- [Instructions for the task] On every line of the listing, check for "TileCoord"; copy the lines that have it.
Material provided START
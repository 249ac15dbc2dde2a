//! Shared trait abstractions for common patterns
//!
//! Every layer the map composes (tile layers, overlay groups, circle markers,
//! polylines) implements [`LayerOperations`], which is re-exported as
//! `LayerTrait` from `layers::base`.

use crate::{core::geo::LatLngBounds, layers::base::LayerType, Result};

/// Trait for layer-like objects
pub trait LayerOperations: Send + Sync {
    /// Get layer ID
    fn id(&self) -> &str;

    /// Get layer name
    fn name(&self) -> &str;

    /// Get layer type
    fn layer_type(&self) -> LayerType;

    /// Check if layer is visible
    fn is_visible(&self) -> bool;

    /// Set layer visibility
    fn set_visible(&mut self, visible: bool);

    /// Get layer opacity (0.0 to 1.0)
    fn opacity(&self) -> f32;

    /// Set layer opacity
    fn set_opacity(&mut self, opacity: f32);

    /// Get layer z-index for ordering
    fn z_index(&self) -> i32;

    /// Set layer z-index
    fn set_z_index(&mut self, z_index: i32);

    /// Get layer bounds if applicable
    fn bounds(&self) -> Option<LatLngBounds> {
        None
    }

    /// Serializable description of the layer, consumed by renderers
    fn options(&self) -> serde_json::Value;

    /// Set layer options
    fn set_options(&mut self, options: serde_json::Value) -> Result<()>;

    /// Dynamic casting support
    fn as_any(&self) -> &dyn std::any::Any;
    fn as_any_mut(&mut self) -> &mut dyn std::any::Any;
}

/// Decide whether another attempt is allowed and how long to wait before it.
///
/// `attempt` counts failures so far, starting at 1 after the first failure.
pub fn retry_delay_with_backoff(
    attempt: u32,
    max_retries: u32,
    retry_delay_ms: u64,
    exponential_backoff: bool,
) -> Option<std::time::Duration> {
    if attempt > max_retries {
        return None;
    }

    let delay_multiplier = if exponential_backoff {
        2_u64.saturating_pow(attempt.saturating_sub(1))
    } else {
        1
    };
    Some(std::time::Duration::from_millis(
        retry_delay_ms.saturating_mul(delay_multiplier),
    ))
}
Material provided END
Material provided START
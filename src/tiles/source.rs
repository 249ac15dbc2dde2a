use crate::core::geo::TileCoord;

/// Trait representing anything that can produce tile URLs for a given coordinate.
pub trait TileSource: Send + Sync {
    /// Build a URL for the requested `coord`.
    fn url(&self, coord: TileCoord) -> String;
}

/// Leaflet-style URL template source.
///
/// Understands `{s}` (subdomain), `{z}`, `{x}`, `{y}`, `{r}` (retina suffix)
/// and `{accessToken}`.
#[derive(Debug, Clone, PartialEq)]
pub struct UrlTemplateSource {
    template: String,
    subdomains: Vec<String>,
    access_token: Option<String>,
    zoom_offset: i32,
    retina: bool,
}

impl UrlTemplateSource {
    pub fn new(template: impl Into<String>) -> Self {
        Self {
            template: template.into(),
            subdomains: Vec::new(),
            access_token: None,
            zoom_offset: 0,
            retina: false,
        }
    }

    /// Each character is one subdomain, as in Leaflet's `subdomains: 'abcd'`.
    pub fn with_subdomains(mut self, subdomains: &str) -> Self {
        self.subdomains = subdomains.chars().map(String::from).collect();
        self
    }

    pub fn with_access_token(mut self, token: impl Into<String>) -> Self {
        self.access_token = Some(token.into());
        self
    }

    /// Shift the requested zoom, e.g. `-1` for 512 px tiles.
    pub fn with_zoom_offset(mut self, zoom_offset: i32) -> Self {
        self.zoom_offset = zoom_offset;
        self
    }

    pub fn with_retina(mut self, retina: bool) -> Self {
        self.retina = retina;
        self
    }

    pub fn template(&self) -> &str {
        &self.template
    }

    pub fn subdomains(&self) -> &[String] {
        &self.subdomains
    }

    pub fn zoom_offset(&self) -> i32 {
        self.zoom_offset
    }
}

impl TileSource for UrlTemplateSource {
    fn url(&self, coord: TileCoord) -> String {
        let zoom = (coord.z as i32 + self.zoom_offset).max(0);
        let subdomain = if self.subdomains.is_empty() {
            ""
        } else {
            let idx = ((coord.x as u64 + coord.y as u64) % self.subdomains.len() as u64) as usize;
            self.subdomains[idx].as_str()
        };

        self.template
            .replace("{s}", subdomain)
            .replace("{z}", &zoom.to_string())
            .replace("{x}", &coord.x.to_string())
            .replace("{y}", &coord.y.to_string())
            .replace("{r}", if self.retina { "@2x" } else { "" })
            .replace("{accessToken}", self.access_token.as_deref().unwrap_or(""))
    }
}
Material provided END
- [Response to this exercise]
use crate::core::geo::TileCoord;
    fn url(&self, coord: TileCoord) -> String;
    fn url(&self, coord: TileCoord) -> String {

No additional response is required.